Extract feature importance from trained forecaster

1
2
3
4
5
6
7
8
forecaster = ForecasterAutoreg(
                regressor = RandomForestRegressor(),
                lags = 5
             )

forecaster.fit(y=data['y'], exog=data[['exog_1', 'exog_2']])
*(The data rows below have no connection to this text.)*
use serde::{Deserialize, Serialize};
use std::collections::HashSet;

/// All scores, raw or derived, live on the 0-10 scale.
pub const SCALE_MIN: f64 = 0.0;
pub const SCALE_MAX: f64 = 10.0;

/// Lowest passing grade on the scale.
pub const PASS_MARK: f64 = 6.0;
/// What a failing grade displays as under `RoundPolicy::FloorBelowPass`.
pub const FAIL_DISPLAY: i64 = 5;

/// How a raw value becomes a displayed integer grade.
///
/// `HalfUp` rounds to the nearest integer with halves going up (7.5 -> 8,
/// 7.4 -> 7). `FloorBelowPass` is the same above the pass mark, but any value
/// below it displays as the fixed failing grade 5.
#[derive(Debug, Clone, Copy, PartialEq, Eq, Default, Serialize, Deserialize)]
#[serde(rename_all = "snake_case")]
pub enum RoundPolicy {
    #[default]
    HalfUp,
    FloorBelowPass,
}

impl RoundPolicy {
    pub fn parse(s: &str) -> Option<RoundPolicy> {
        match s {
            "half_up" => Some(RoundPolicy::HalfUp),
            "floor_below_pass" => Some(RoundPolicy::FloorBelowPass),
            _ => None,
        }
    }

    pub fn as_str(self) -> &'static str {
        match self {
            RoundPolicy::HalfUp => "half_up",
            RoundPolicy::FloorBelowPass => "floor_below_pass",
        }
    }
}

/// Blend ratio between the partial average and the end-of-term exam when
/// deriving a final grade. Weights must be non-negative and sum to 1.
#[derive(Debug, Clone, Copy, PartialEq, Serialize, Deserialize)]
#[serde(rename_all = "camelCase")]
pub struct FinalWeighting {
    pub partials: f64,
    pub exam: f64,
}

pub const EVEN_SPLIT: FinalWeighting = FinalWeighting {
    partials: 0.5,
    exam: 0.5,
};

pub const PARTIALS_HEAVY: FinalWeighting = FinalWeighting {
    partials: 0.7,
    exam: 0.3,
};

impl Default for FinalWeighting {
    fn default() -> Self {
        EVEN_SPLIT
    }
}

impl FinalWeighting {
    pub fn is_valid(&self) -> bool {
        self.partials >= 0.0 && self.exam >= 0.0 && (self.partials + self.exam - 1.0).abs() < 1e-9
    }
}

/// Non-finite or out-of-scale values are absent, not errors.
pub fn clean_score(v: f64) -> Option<f64> {
    if v.is_finite() && (SCALE_MIN..=SCALE_MAX).contains(&v) {
        Some(v)
    } else {
        None
    }
}

/// Total conversion from a raw cell to an in-scale score. Accepts numeric
/// text with either decimal separator; anything unusable degrades to None.
pub fn parse_score_text(s: &str) -> Option<f64> {
    let t = s.trim();
    if t.is_empty() {
        return None;
    }
    t.replace(',', ".").parse::<f64>().ok().and_then(clean_score)
}

pub fn parse_score(raw: &serde_json::Value) -> Option<f64> {
    match raw {
        serde_json::Value::Number(n) => n.as_f64().and_then(clean_score),
        serde_json::Value::String(s) => parse_score_text(s),
        _ => None,
    }
}

/// Half-up rounding to one decimal, for displayed period means:
/// `Int(10*x + 0.5) / 10`.
pub fn round_to_tenth(x: f64) -> f64 {
    ((10.0 * x) + 0.5).floor() / 10.0
}

pub fn round_grade(policy: RoundPolicy, value: Option<f64>) -> Option<i64> {
    let v = value.and_then(clean_score)?;
    match policy {
        RoundPolicy::FloorBelowPass if v < PASS_MARK => Some(FAIL_DISPLAY),
        _ => Some((v + 0.5).floor() as i64),
    }
}

/// Raw mean of the present partials; None only when all three are absent.
/// The stored partial average is this mean passed through `round_grade`.
pub fn average_partials(p1: Option<f64>, p2: Option<f64>, p3: Option<f64>) -> Option<f64> {
    let mut sum = 0.0_f64;
    let mut count = 0_usize;
    for v in [p1, p2, p3].into_iter().flatten() {
        if let Some(v) = clean_score(v) {
            sum += v;
            count += 1;
        }
    }
    if count > 0 {
        Some(sum / count as f64)
    } else {
        None
    }
}

/// Weighted blend of the (unrounded) partial average and the end-of-term
/// exam, then rounded. None if either side is absent.
pub fn final_grade(
    policy: RoundPolicy,
    weighting: FinalWeighting,
    partial_average: Option<f64>,
    exam: Option<f64>,
) -> Option<i64> {
    let pa = partial_average.and_then(clean_score)?;
    let ef = exam.and_then(clean_score)?;
    round_grade(policy, Some(pa * weighting.partials + ef * weighting.exam))
}

#[derive(Debug, Clone, Copy, PartialEq)]
pub struct DerivedMarks {
    pub partial_average: Option<i64>,
    pub final_grade: Option<i64>,
}

/// Both derived fields of one enrollment-grade row. The final blends the
/// unrounded partial mean so a half-point is not rounded twice.
pub fn derive_enrollment_marks(
    policy: RoundPolicy,
    weighting: FinalWeighting,
    p1: Option<f64>,
    p2: Option<f64>,
    p3: Option<f64>,
    exam: Option<f64>,
) -> DerivedMarks {
    let raw_avg = average_partials(p1, p2, p3);
    DerivedMarks {
        partial_average: round_grade(policy, raw_avg),
        final_grade: final_grade(policy, weighting, raw_avg, exam),
    }
}

/// One subject's marks as seen by the cross-subject aggregate.
#[derive(Debug, Clone, Default, PartialEq)]
pub struct SubjectMarks {
    pub subject_code: String,
    pub p1: Option<f64>,
    pub p2: Option<f64>,
    pub p3: Option<f64>,
    pub final_grade: Option<i64>,
}

#[derive(Debug, Clone, PartialEq, Serialize)]
#[serde(rename_all = "camelCase")]
pub struct StudentAggregate {
    pub period_means: [Option<f64>; 3],
    pub overall_final: Option<i64>,
    pub included_count: usize,
    pub excluded_count: usize,
}

/// Per-period means and overall final across one student's subjects.
///
/// Excluded codes (matched case-insensitively) contribute to no numerator or
/// denominator; which codes are excluded for a given cohort is the caller's
/// decision. Means are over score-present records only.
pub fn aggregate_across_subjects(
    policy: RoundPolicy,
    records: &[SubjectMarks],
    excluded_codes: &HashSet<String>,
) -> StudentAggregate {
    let lowered: HashSet<String> = excluded_codes
        .iter()
        .map(|c| c.trim().to_ascii_lowercase())
        .collect();

    let mut sums = [0.0_f64; 3];
    let mut counts = [0_usize; 3];
    let mut final_sum = 0.0_f64;
    let mut final_count = 0_usize;
    let mut included_count = 0_usize;
    let mut excluded_count = 0_usize;

    for r in records {
        if lowered.contains(&r.subject_code.trim().to_ascii_lowercase()) {
            excluded_count += 1;
            continue;
        }
        included_count += 1;

        for (slot, p) in [r.p1, r.p2, r.p3].into_iter().enumerate() {
            if let Some(v) = p.and_then(clean_score) {
                sums[slot] += v;
                counts[slot] += 1;
            }
        }
        if let Some(f) = r.final_grade {
            final_sum += f as f64;
            final_count += 1;
        }
    }

    let mut period_means = [None; 3];
    for slot in 0..3 {
        if counts[slot] > 0 {
            period_means[slot] = Some(sums[slot] / counts[slot] as f64);
        }
    }

    let overall_final = if final_count > 0 {
        round_grade(policy, Some(final_sum / final_count as f64))
    } else {
        None
    };

    StudentAggregate {
        period_means,
        overall_final,
        included_count,
        excluded_count,
    }
}

#[cfg(test)]
mod tests {
    use super::*;

    #[test]
    fn round_grade_is_total_over_absent_and_dirty_input() {
        assert_eq!(round_grade(RoundPolicy::HalfUp, None), None);
        assert_eq!(round_grade(RoundPolicy::HalfUp, Some(f64::NAN)), None);
        assert_eq!(round_grade(RoundPolicy::HalfUp, Some(12.0)), None);
        assert_eq!(round_grade(RoundPolicy::HalfUp, Some(-0.5)), None);
        assert_eq!(round_grade(RoundPolicy::FloorBelowPass, None), None);
    }

    #[test]
    fn round_grade_half_up_not_bankers() {
        assert_eq!(round_grade(RoundPolicy::HalfUp, Some(7.5)), Some(8));
        assert_eq!(round_grade(RoundPolicy::HalfUp, Some(7.4)), Some(7));
        assert_eq!(round_grade(RoundPolicy::HalfUp, Some(8.5)), Some(9));
        assert_eq!(round_grade(RoundPolicy::HalfUp, Some(10.0)), Some(10));
        assert_eq!(round_grade(RoundPolicy::HalfUp, Some(0.0)), Some(0));
    }

    #[test]
    fn floor_below_pass_pins_failing_display() {
        assert_eq!(round_grade(RoundPolicy::FloorBelowPass, Some(5.9)), Some(5));
        assert_eq!(round_grade(RoundPolicy::HalfUp, Some(5.9)), Some(6));
        assert_eq!(round_grade(RoundPolicy::FloorBelowPass, Some(1.2)), Some(5));
        assert_eq!(round_grade(RoundPolicy::FloorBelowPass, Some(6.0)), Some(6));
        assert_eq!(round_grade(RoundPolicy::FloorBelowPass, Some(7.5)), Some(8));
    }

    #[test]
    fn average_partials_ignores_absent_entries() {
        assert_eq!(average_partials(Some(8.0), Some(9.0), None), Some(8.5));
        assert_eq!(average_partials(None, Some(7.0), None), Some(7.0));
        assert_eq!(average_partials(None, None, None), None);
    }

    #[test]
    fn average_partials_nulls_out_dirty_entries_locally() {
        // An out-of-scale partial degrades alone; the rest still average.
        assert_eq!(
            average_partials(Some(8.0), Some(99.0), Some(6.0)),
            Some(7.0)
        );
    }

    #[test]
    fn final_grade_even_split() {
        assert_eq!(
            final_grade(RoundPolicy::HalfUp, EVEN_SPLIT, Some(8.5), Some(9.0)),
            Some(9)
        );
        assert_eq!(
            final_grade(RoundPolicy::HalfUp, EVEN_SPLIT, None, Some(9.0)),
            None
        );
        assert_eq!(
            final_grade(RoundPolicy::HalfUp, EVEN_SPLIT, Some(8.5), None),
            None
        );
    }

    #[test]
    fn final_grade_partials_heavy() {
        // 8 * 0.7 + 10 * 0.3 = 8.6 -> 9
        assert_eq!(
            final_grade(RoundPolicy::HalfUp, PARTIALS_HEAVY, Some(8.0), Some(10.0)),
            Some(9)
        );
    }

    #[test]
    fn weighting_validation() {
        assert!(EVEN_SPLIT.is_valid());
        assert!(PARTIALS_HEAVY.is_valid());
        assert!(FinalWeighting {
            partials: 0.6,
            exam: 0.4
        }
        .is_valid());
        assert!(!FinalWeighting {
            partials: 0.8,
            exam: 0.3
        }
        .is_valid());
        assert!(!FinalWeighting {
            partials: -0.1,
            exam: 1.1
        }
        .is_valid());
    }

    #[test]
    fn parse_score_text_degrades_dirty_input() {
        assert_eq!(parse_score_text("7,5"), Some(7.5));
        assert_eq!(parse_score_text(" 8.0 "), Some(8.0));
        assert_eq!(parse_score_text(""), None);
        assert_eq!(parse_score_text("N/A"), None);
        assert_eq!(parse_score_text("11"), None);
        assert_eq!(parse_score_text("-1"), None);
    }

    #[test]
    fn derive_enrollment_marks_end_to_end() {
        // P1=8, P2=7, P3=9, exam=8: average is exactly 8, final is (8+8)/2.
        let d = derive_enrollment_marks(
            RoundPolicy::HalfUp,
            EVEN_SPLIT,
            Some(8.0),
            Some(7.0),
            Some(9.0),
            Some(8.0),
        );
        assert_eq!(d.partial_average, Some(8));
        assert_eq!(d.final_grade, Some(8));
    }

    #[test]
    fn derive_enrollment_marks_without_exam_has_no_final() {
        let d = derive_enrollment_marks(
            RoundPolicy::HalfUp,
            EVEN_SPLIT,
            Some(8.0),
            Some(9.0),
            None,
            None,
        );
        assert_eq!(d.partial_average, Some(9)); // 8.5 rounds up
        assert_eq!(d.final_grade, None);
    }

    fn finals_only(code: &str, final_grade: Option<i64>) -> SubjectMarks {
        SubjectMarks {
            subject_code: code.to_string(),
            final_grade,
            ..Default::default()
        }
    }

    #[test]
    fn excluded_subject_never_contributes() {
        let records = vec![
            SubjectMarks {
                subject_code: "C1022".into(),
                p1: Some(9.0),
                final_grade: Some(9),
                ..Default::default()
            },
            SubjectMarks {
                subject_code: "C1301".into(),
                p1: Some(10.0),
                final_grade: Some(10),
                ..Default::default()
            },
            SubjectMarks {
                subject_code: "C1061".into(),
                p1: Some(7.0),
                final_grade: Some(7),
                ..Default::default()
            },
        ];
        let excluded: HashSet<String> = ["c1301".to_string()].into_iter().collect();

        let agg = aggregate_across_subjects(RoundPolicy::HalfUp, &records, &excluded);
        assert_eq!(agg.overall_final, Some(8)); // (9 + 7) / 2, never influenced by 10
        assert_eq!(agg.period_means[0], Some(8.0));
        assert_eq!(agg.included_count, 2);
        assert_eq!(agg.excluded_count, 1);
    }

    #[test]
    fn aggregate_skips_absent_periods_per_slot() {
        let records = vec![
            SubjectMarks {
                subject_code: "A".into(),
                p1: Some(8.0),
                p2: Some(6.0),
                ..Default::default()
            },
            SubjectMarks {
                subject_code: "B".into(),
                p1: Some(10.0),
                ..Default::default()
            },
        ];
        let agg = aggregate_across_subjects(RoundPolicy::HalfUp, &records, &HashSet::new());
        assert_eq!(agg.period_means[0], Some(9.0));
        assert_eq!(agg.period_means[1], Some(6.0));
        assert_eq!(agg.period_means[2], None);
        assert_eq!(agg.overall_final, None);
    }

    #[test]
    fn aggregate_is_idempotent_over_identical_input() {
        let records = vec![
            finals_only("A", Some(9)),
            finals_only("B", Some(7)),
            finals_only("C", None),
        ];
        let excluded: HashSet<String> = HashSet::new();
        let first = aggregate_across_subjects(RoundPolicy::HalfUp, &records, &excluded);
        let second = aggregate_across_subjects(RoundPolicy::HalfUp, &records, &excluded);
        assert_eq!(first, second);
    }

    #[test]
    fn round_to_tenth_half_up() {
        assert_eq!(round_to_tenth(3.54), 3.5);
        assert_eq!(round_to_tenth(3.55), 3.6);
        assert_eq!(round_to_tenth(8.25), 8.3);
    }
}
forecaster.get_feature_importance()
feature importance
0 lag_1 0.522544
1 lag_2 0.0998894
2 lag_3 0.0203564
3 lag_4 0.078274
4 lag_5 0.067372
5 exog_1 0.0483118
6 exog_2 0.163252
1
2
3
4
5
6
7
8
orecaster = ForecasterAutoreg(
                    regressor = Ridge(),
                    lags = 5
                )

forecaster.fit(y=data['y'], exog=data[['exog_1', 'exog_2']])

forecaster.get_coef()
feature coef
0 lag_1 0.327688
1 lag_2 -0.0735932
2 lag_3 -0.152202
3 lag_4 -0.217106
4 lag_5 -0.1458
5 exog_1 0.379798
6 exog_2 0.668162

When using a ForecasterAutoregMultiOutput, since a different model is fit for each step, it is needed to indicate from which model extract the information.

1
2
3
4
5
6
7
8
9
forecaster = ForecasterAutoregMultiOutput(
                regressor = RandomForestRegressor(),
                steps = 10,
                lags = 5
             )

forecaster.fit(y=data['y'], exog=data[['exog_1', 'exog_2']])

forecaster.get_feature_importance(step=1)
feature importance
0 lag_1 0.529107
1 lag_2 0.109431
2 lag_3 0.0197598
3 lag_4 0.0813373
4 lag_5 0.0480799
5 exog_1 0.0371122
6 exog_2 0.175173